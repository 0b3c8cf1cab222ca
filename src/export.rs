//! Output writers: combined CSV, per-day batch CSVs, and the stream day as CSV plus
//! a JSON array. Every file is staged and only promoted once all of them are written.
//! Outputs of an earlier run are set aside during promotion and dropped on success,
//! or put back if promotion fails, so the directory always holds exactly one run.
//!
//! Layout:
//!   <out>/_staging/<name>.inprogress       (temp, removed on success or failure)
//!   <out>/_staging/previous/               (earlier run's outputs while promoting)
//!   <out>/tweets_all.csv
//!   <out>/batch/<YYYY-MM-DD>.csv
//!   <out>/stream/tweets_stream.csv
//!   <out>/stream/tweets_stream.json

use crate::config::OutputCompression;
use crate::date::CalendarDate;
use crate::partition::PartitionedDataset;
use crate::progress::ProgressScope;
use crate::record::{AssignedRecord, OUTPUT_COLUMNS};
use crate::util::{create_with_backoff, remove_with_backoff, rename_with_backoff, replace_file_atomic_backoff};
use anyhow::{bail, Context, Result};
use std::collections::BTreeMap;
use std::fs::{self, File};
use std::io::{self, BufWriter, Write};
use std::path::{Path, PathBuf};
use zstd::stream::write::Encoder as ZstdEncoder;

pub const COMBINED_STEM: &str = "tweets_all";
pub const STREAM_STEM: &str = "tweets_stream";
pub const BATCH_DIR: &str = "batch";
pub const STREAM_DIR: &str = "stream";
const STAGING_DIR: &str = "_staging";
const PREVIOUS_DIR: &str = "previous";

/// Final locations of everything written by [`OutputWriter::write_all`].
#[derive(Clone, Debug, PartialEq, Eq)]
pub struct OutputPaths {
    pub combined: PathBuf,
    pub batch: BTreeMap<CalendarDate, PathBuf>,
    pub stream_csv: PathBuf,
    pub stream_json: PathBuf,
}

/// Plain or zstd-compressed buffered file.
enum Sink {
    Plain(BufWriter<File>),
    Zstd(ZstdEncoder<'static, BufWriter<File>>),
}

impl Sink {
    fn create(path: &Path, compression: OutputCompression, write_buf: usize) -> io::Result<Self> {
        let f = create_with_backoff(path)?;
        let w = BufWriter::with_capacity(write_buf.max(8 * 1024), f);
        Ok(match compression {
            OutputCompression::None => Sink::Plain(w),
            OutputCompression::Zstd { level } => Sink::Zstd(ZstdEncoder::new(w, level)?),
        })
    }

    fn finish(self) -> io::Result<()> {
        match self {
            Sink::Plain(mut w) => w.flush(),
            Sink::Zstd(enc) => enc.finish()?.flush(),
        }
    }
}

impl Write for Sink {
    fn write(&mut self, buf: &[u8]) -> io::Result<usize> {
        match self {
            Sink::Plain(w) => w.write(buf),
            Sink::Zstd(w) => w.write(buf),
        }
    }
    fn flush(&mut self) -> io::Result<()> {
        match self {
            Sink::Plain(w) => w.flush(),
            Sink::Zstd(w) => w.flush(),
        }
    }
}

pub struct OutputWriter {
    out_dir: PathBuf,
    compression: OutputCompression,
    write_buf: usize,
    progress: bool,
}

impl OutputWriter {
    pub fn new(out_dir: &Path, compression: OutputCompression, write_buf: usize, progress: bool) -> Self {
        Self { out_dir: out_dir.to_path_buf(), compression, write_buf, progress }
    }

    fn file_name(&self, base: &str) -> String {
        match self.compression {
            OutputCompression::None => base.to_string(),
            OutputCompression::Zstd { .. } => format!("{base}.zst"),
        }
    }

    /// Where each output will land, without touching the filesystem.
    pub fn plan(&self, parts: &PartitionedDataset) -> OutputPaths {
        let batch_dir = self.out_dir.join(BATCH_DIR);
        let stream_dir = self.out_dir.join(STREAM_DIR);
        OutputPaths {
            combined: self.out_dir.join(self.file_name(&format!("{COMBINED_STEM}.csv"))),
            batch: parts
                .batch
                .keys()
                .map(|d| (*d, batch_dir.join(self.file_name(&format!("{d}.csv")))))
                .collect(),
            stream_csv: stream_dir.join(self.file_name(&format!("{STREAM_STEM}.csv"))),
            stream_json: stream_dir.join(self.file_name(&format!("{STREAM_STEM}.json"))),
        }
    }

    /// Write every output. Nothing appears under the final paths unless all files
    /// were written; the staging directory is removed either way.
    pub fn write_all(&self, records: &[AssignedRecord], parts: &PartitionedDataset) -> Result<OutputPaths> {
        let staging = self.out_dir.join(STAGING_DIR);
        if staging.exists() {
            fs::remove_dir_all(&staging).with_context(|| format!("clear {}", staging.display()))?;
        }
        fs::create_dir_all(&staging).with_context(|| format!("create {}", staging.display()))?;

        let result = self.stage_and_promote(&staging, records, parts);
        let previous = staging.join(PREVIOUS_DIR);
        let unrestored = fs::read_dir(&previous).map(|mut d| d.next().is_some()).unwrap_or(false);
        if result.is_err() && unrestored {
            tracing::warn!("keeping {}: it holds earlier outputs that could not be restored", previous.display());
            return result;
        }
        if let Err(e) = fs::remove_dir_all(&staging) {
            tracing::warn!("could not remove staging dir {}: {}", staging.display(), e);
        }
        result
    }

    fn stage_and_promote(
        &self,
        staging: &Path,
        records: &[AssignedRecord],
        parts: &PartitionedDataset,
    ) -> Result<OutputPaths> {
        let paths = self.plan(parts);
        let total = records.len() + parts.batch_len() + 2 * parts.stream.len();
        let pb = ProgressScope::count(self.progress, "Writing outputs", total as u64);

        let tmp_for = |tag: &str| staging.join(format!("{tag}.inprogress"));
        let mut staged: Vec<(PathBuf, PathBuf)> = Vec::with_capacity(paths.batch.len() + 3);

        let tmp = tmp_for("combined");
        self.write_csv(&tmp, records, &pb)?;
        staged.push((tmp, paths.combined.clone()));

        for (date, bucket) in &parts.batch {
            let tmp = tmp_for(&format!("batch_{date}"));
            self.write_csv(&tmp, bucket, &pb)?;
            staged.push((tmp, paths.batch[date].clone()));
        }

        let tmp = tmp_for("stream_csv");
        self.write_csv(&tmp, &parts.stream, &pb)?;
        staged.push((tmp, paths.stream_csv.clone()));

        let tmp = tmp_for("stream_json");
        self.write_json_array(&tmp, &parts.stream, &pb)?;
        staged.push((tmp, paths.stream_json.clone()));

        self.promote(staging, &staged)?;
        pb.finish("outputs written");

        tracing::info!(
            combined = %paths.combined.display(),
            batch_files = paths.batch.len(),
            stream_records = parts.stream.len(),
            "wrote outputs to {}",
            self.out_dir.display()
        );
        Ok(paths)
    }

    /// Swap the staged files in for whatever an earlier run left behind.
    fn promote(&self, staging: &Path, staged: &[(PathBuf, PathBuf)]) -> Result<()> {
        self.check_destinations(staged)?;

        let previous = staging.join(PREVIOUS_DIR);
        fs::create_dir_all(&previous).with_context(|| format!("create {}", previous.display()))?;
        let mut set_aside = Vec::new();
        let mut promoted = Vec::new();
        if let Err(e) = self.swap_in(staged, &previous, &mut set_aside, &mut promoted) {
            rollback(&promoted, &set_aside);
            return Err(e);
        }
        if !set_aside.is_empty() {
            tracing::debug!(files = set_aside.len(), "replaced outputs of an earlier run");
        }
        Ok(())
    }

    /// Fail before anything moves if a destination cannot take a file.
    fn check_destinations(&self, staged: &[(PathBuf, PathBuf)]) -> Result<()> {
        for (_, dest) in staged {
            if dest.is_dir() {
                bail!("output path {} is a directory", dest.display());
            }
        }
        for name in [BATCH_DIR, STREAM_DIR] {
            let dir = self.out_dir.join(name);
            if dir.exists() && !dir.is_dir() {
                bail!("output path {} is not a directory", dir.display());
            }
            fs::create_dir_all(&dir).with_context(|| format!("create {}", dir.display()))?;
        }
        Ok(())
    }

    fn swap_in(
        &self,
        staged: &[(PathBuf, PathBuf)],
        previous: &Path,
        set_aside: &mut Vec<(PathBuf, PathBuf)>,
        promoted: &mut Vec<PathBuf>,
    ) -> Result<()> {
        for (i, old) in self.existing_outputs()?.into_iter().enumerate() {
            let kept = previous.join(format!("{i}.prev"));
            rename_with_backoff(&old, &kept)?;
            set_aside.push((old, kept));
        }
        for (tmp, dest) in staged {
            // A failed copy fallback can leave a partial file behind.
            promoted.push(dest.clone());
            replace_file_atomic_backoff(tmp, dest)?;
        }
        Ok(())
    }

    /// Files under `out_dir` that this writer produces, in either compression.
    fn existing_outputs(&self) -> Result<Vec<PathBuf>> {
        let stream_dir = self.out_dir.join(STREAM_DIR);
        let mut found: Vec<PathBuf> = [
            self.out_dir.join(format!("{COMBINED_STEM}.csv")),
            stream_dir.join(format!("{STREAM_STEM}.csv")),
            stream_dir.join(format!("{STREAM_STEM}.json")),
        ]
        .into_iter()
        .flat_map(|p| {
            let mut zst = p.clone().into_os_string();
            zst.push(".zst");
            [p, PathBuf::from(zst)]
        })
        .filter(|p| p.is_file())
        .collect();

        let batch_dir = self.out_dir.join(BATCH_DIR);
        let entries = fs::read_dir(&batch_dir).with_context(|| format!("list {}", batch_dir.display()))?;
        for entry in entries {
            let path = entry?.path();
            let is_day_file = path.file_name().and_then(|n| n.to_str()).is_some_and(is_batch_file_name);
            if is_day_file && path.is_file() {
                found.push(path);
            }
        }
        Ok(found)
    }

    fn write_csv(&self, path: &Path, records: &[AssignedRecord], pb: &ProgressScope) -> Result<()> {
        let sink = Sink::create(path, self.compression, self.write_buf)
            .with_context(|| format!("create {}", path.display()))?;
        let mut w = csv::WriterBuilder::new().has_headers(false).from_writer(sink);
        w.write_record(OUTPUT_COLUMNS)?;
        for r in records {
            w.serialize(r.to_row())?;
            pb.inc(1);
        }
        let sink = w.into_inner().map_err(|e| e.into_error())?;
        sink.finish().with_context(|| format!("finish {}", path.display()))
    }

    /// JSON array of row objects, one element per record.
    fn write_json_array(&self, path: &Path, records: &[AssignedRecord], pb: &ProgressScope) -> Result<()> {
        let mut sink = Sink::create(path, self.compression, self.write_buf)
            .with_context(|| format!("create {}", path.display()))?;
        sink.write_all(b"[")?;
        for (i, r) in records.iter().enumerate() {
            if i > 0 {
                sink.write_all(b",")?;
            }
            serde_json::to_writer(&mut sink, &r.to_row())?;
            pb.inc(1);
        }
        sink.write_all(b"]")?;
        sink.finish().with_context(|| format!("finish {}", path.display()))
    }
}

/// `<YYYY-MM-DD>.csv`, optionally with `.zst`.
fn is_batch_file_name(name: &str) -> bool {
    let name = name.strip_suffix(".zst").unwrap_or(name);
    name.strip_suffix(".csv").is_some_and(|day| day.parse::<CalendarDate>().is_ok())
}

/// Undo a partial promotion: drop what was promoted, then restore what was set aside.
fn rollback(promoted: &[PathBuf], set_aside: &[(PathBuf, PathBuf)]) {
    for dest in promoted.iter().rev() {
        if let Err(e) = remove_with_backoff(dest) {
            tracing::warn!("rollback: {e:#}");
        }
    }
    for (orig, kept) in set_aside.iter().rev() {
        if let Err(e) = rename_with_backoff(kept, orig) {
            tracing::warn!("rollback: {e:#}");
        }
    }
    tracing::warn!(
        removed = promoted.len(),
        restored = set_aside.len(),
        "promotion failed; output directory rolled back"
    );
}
==
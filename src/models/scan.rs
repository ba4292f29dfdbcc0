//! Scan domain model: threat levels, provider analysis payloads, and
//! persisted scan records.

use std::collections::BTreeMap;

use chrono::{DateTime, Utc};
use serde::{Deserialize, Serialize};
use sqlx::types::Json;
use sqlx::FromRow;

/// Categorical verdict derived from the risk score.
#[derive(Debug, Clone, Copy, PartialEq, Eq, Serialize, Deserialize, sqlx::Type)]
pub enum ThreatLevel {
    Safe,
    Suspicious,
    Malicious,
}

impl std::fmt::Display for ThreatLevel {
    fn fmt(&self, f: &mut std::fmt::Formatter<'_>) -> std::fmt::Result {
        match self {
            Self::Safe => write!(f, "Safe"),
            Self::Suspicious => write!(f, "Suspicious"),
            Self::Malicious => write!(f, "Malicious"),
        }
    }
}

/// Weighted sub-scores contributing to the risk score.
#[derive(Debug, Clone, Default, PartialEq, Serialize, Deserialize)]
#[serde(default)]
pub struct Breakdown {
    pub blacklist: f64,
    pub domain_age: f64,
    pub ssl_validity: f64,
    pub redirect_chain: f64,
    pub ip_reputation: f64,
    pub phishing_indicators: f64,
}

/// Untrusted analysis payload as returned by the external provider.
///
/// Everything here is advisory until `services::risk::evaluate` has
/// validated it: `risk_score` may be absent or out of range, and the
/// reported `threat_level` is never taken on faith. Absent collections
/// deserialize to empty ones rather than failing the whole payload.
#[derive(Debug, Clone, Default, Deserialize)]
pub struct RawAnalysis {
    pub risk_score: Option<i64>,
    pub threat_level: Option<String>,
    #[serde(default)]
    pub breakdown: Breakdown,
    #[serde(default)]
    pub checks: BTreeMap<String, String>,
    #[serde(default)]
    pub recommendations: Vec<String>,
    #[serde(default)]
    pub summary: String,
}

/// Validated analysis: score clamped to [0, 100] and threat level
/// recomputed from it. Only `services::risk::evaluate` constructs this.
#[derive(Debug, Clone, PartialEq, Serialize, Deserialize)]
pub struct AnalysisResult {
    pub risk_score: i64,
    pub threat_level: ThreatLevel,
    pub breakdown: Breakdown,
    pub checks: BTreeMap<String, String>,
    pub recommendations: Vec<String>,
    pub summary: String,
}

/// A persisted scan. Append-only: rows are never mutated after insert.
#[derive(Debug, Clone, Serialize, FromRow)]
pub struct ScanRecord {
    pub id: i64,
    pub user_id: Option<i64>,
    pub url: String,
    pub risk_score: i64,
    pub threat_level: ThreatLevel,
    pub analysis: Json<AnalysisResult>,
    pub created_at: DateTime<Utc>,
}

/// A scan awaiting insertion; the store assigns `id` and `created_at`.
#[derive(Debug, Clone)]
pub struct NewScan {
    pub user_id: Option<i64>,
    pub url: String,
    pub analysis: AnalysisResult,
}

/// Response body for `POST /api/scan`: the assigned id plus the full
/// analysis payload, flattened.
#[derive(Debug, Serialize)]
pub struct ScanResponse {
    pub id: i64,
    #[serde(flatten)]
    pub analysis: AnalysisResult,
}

▸ TASK REQUIREMENTS: Reproduce exactly the stretch of the material above that starts at the line with "let sink = Sink::create(path, self.compression, self.write_buf)" and ends at the line with "w.write_record(OUTPUT_COLUMNS)?;", both included, and nothing else.

▸ EXERCISE SOLUTION:
        let sink = Sink::create(path, self.compression, self.write_buf)
            .with_context(|| format!("create {}", path.display()))?;
        let mut w = csv::WriterBuilder::new().has_headers(false).from_writer(sink);
        w.write_record(OUTPUT_COLUMNS)?;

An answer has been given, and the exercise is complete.